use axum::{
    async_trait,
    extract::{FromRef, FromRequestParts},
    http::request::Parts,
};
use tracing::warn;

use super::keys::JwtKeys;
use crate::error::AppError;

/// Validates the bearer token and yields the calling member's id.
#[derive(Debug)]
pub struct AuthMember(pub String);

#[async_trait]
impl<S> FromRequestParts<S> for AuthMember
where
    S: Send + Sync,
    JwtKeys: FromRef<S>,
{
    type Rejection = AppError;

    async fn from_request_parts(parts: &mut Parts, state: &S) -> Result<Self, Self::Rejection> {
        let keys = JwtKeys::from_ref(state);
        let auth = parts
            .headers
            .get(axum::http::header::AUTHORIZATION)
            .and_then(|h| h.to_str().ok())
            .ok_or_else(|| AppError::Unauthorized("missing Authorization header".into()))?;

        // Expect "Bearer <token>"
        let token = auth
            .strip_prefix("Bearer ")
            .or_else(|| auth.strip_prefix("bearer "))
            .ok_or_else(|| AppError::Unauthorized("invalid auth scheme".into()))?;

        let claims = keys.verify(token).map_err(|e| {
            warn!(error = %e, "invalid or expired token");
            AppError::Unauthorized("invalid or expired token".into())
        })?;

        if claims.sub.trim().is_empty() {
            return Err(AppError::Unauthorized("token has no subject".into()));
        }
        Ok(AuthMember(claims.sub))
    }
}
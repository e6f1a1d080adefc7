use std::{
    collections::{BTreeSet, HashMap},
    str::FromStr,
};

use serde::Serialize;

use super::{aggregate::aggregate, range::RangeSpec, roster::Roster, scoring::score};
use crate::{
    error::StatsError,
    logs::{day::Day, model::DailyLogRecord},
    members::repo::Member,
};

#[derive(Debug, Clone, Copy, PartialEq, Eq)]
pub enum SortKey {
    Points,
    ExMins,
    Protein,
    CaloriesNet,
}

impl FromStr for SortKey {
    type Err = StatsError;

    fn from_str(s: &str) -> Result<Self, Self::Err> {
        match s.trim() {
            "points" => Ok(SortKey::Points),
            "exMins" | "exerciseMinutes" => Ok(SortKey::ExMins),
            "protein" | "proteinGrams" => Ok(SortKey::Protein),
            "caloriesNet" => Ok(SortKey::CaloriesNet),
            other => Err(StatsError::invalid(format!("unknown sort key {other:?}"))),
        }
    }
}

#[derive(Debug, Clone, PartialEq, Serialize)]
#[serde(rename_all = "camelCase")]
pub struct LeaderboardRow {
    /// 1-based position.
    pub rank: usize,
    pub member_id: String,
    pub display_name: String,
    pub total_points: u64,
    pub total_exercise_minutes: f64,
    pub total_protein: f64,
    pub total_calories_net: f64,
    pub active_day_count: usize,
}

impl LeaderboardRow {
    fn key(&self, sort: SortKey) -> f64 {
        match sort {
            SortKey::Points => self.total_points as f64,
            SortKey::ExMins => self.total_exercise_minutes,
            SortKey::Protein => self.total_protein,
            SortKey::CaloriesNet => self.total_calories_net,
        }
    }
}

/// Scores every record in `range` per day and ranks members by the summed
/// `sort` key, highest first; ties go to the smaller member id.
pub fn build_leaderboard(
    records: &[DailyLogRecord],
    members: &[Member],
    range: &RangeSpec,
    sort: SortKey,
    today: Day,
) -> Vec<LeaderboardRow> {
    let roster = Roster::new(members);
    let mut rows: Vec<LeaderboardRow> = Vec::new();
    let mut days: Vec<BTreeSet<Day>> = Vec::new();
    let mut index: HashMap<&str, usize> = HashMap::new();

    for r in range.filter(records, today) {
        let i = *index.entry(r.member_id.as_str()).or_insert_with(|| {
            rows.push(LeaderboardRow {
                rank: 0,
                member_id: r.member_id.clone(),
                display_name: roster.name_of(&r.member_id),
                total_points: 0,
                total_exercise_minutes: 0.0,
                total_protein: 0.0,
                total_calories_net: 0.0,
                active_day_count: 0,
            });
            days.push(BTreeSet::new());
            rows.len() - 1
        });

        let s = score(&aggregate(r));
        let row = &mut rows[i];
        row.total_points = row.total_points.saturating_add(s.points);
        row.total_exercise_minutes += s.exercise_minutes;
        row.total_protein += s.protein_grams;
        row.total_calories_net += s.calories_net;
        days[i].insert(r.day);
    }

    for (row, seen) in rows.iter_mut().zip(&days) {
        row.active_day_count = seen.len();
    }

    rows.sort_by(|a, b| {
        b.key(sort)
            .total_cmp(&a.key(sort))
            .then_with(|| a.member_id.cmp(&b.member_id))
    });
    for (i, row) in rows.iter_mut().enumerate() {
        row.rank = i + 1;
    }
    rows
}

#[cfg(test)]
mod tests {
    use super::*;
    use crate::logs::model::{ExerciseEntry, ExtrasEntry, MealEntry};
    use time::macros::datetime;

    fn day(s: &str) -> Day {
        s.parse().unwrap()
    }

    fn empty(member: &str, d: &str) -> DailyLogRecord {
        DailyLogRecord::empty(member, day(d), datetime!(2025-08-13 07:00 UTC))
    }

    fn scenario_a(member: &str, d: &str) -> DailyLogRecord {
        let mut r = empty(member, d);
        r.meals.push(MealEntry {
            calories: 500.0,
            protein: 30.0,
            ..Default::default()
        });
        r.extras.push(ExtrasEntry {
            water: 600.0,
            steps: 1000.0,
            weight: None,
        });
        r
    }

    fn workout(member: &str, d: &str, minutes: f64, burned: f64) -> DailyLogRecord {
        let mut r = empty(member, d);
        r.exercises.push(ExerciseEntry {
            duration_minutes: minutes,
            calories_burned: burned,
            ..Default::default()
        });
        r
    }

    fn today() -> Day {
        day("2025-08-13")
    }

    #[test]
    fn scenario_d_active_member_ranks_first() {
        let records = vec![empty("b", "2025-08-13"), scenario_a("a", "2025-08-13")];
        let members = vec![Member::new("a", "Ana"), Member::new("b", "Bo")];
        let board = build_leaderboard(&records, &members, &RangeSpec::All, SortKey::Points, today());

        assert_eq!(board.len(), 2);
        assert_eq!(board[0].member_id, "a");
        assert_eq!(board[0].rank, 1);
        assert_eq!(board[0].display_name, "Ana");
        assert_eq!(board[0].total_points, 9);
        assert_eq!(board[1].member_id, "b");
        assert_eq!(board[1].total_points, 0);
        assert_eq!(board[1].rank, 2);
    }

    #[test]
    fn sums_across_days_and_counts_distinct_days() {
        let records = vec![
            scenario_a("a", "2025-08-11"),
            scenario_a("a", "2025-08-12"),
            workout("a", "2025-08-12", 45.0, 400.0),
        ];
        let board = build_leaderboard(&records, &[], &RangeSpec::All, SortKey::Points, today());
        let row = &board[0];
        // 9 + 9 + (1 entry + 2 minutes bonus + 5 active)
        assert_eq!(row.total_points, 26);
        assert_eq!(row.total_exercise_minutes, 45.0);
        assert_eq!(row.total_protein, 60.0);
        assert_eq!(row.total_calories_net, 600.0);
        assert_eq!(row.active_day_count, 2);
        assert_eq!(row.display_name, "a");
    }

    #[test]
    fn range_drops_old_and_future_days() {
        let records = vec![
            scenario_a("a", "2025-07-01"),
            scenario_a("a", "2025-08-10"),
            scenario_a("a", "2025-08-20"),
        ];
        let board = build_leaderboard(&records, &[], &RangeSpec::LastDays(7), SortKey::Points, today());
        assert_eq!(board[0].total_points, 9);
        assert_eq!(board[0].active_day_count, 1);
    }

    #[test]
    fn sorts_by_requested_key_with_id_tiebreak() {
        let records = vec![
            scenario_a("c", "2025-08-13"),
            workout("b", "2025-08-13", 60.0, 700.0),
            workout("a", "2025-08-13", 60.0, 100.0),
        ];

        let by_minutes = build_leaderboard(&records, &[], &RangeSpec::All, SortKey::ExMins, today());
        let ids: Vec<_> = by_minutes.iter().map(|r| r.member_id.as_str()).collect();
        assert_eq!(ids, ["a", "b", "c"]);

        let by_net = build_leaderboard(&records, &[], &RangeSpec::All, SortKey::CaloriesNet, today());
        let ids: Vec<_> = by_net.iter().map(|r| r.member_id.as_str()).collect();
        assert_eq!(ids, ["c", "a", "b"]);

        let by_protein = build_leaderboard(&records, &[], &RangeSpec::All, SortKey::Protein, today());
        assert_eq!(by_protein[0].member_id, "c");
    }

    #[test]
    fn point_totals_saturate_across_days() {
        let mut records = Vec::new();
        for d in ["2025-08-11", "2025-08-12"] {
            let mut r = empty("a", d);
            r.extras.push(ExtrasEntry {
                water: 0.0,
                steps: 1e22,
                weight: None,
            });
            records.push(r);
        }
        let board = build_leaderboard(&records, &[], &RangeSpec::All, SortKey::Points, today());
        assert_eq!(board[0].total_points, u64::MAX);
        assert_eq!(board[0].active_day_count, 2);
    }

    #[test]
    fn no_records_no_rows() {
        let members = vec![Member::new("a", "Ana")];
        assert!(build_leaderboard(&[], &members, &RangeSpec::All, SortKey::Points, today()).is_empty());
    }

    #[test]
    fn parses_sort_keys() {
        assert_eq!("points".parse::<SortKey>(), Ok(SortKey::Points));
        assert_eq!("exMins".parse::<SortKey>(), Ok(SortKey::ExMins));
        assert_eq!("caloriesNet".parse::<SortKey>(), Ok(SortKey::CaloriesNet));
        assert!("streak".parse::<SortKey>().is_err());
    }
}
◆ ◆ ◆ ◆
**Exercise directions:** Find the lines in the records above that hold the word "aggregate", and give only how many there are.

**Output for this task:** 2